On September 22, 2021, Nature Communication published an online research paper entitled "Sterols are required for the coordinated assembly of lipid droplets in developing seeds" from the Changcheng Xu group of Brookhaven National Laboratory in the United States. The study revealed the role of sterols/sterols in coordinating the synthesis of oil and oleosin and their assembly into lipid droplets (LDs), highlighting the importance of membrane lipids in regulating LD biogenesis.
Sterols are lipids derived from isoprenoids and play important roles in cell structure, function, and physiology. As an important part of biological membranes, sterols interact with phospholipids and proteins in the membrane to regulate membrane fluidity, permeability and membrane protein function. In addition to their structural role, sterols are also metabolic precursors of brassinosteroids (BRs). In addition, some sterols and sterol biosynthetic intermediates have been revealed to function as signal molecules that affect transcription and signal transduction pathways.
Phytosterols synthesize cycloartenol from acetyl-CoA via the mevalonate pathway in the endoplasmic reticulum.
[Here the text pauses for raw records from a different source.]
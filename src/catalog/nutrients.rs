//! Nutrient definitions
//!
//! USDA nutrient reference table, equivalence classes and unit display names.
//! Data is embedded at compile time and parsed once on first access.

use std::collections::HashMap;
use std::sync::LazyLock;

use serde::{Deserialize, Serialize};

pub const ENERGY_NUTRIENT_ID: i64 = 1008;
pub const PROTEIN_NUTRIENT_ID: i64 = 1003;
pub const FAT_NUTRIENT_ID: i64 = 1004;
pub const CARBOHYDRATE_NUTRIENT_ID: i64 = 1005;
pub const TOTAL_FIBER_NUTRIENT_ID: i64 = 1079;
pub const CALCIUM_NUTRIENT_ID: i64 = 1087;
pub const IRON_NUTRIENT_ID: i64 = 1089;
pub const MAGNESIUM_NUTRIENT_ID: i64 = 1090;
pub const PHOSPHORUS_NUTRIENT_ID: i64 = 1091;
pub const POTASSIUM_NUTRIENT_ID: i64 = 1092;
pub const SODIUM_NUTRIENT_ID: i64 = 1093;
pub const ZINC_NUTRIENT_ID: i64 = 1095;
pub const CHROMIUM_NUTRIENT_ID: i64 = 1096;
pub const COPPER_NUTRIENT_ID: i64 = 1098;
pub const IODINE_NUTRIENT_ID: i64 = 1100;
pub const MANGANESE_NUTRIENT_ID: i64 = 1101;
pub const MOLYBDENUM_NUTRIENT_ID: i64 = 1102;
pub const SELENIUM_NUTRIENT_ID: i64 = 1103;
pub const VITAMIN_A_NUTRIENT_ID: i64 = 1106;
pub const VITAMIN_E_NUTRIENT_ID: i64 = 1109;
pub const VITAMIN_D_NUTRIENT_ID: i64 = 1114;
pub const VITAMIN_C_NUTRIENT_ID: i64 = 1162;
pub const THIAMIN_NUTRIENT_ID: i64 = 1165;
pub const RIBOFLAVIN_NUTRIENT_ID: i64 = 1166;
pub const NIACIN_NUTRIENT_ID: i64 = 1167;
pub const PANTOTHENIC_ACID_NUTRIENT_ID: i64 = 1170;
pub const VITAMIN_B6_NUTRIENT_ID: i64 = 1175;
pub const BIOTIN_NUTRIENT_ID: i64 = 1176;
pub const VITAMIN_B12_NUTRIENT_ID: i64 = 1178;
pub const CHOLINE_NUTRIENT_ID: i64 = 1180;
pub const VITAMIN_K_NUTRIENT_ID: i64 = 1185;
pub const FOLATE_NUTRIENT_ID: i64 = 1190;
pub const CHOLESTEROL_NUTRIENT_ID: i64 = 1253;
pub const ADDED_SUGARS_NUTRIENT_ID: i64 = 1235;
pub const SATURATED_FAT_NUTRIENT_ID: i64 = 1258;

/// A USDA nutrient definition
#[derive(Debug, Clone, PartialEq, Serialize, Deserialize)]
pub struct NutrientDefinition {
    pub id: i64,
    pub name: String,
    /// Stored unit code, e.g. "G", "MG", "UG", "KCAL"
    pub unit_name: String,
    /// Historical nutrient number ("208"), may be empty or non-integer ("205.2")
    pub legacy_number: String,
    pub rank: Option<i64>,
    pub display_name: String,
}

impl NutrientDefinition {
    /// The legacy number as an integer id, if it is one
    pub fn legacy_id(&self) -> Option<i64> {
        if self.legacy_number.is_empty() || !self.legacy_number.bytes().all(|b| b.is_ascii_digit()) {
            return None;
        }
        self.legacy_number.parse().ok()
    }
}

/// A set of nutrient ids declared interchangeable
#[derive(Debug, Clone, PartialEq, Eq, Serialize, Deserialize)]
#[serde(transparent)]
pub struct EquivalenceClass(Vec<i64>);

impl EquivalenceClass {
    pub fn contains(&self, nutrient_id: i64) -> bool {
        self.0.contains(&nutrient_id)
    }

    /// Member ids in declaration order
    pub fn members(&self) -> &[i64] {
        &self.0
    }
}

#[derive(Deserialize)]
struct NutrientDataFile {
    nutrients: Vec<NutrientDefinition>,
    equivalence_classes: Vec<EquivalenceClass>,
    alternate_unit_names: HashMap<String, String>,
}

static NUTRIENTS_JSON: &str = include_str!("data/nutrients.json");

static DATA: LazyLock<NutrientDataFile> = LazyLock::new(|| {
    serde_json::from_str(NUTRIENTS_JSON).expect("nutrients.json should be valid JSON")
});

/// All nutrient definitions, in table order
pub fn all_nutrients() -> &'static [NutrientDefinition] {
    &DATA.nutrients
}

/// All equivalence classes
pub fn equivalence_classes() -> &'static [EquivalenceClass] {
    &DATA.equivalence_classes
}

/// Look up a nutrient by id, falling back to its legacy number
pub fn nutrient(nutrient_id: i64) -> Option<&'static NutrientDefinition> {
    let nutrients = all_nutrients();
    if let Some(found) = nutrients.iter().find(|n| n.id == nutrient_id) {
        return Some(found);
    }

    let legacy = nutrient_id.to_string();
    nutrients.iter().find(|n| n.legacy_number == legacy)
}

/// Definitions for every known id, unknown ids skipped
pub fn nutrients(nutrient_ids: &[i64]) -> Vec<&'static NutrientDefinition> {
    nutrient_ids.iter().filter_map(|&id| nutrient(id)).collect()
}

/// Definitions ordered by display rank, unranked nutrients last
pub fn nutrients_by_rank() -> Vec<&'static NutrientDefinition> {
    let mut sorted: Vec<_> = all_nutrients().iter().collect();
    sorted.sort_by_key(|n| (n.rank.is_none(), n.rank.unwrap_or(0), n.id));
    sorted
}

/// Display name for a nutrient
pub fn display_name(nutrient_id: i64) -> Option<&'static str> {
    nutrient(nutrient_id).map(|n| n.display_name.as_str())
}

/// Translate a stored unit code to its display form ("UG" -> "MCG")
pub fn translate_unit_name(unit_name: &str) -> &str {
    DATA.alternate_unit_names
        .get(unit_name)
        .map(String::as_str)
        .unwrap_or(unit_name)
}

/// Lowercased display unit for a nutrient, empty when unknown
pub fn display_unit(nutrient_id: i64) -> String {
    match nutrient(nutrient_id) {
        Some(n) if !n.unit_name.is_empty() => translate_unit_name(&n.unit_name).to_lowercase(),
        _ => String::new(),
    }
}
Cycloartenol (cycloartenol) is a common substrate for the synthesis of cholesterol, minor sterols in plants, and major sterols, sitosterol, stigmasterol and campesterol. The conversion of cycloartenol to major phytosterols involves a series of enzymatic reactions, including methylation, demethylation, reduction, isomerization and desaturation (as shown in the figure below). The physical structure of LD consists of a hydrophobic core of sterol esters and tricyclic glycerols (TAGs), surrounded by a monolayer of phospholipids and free sterols, which contains a small group of embedded or peripherally bound proteins. At present, the exact mechanism details of LD biogenesis are still poorly understood.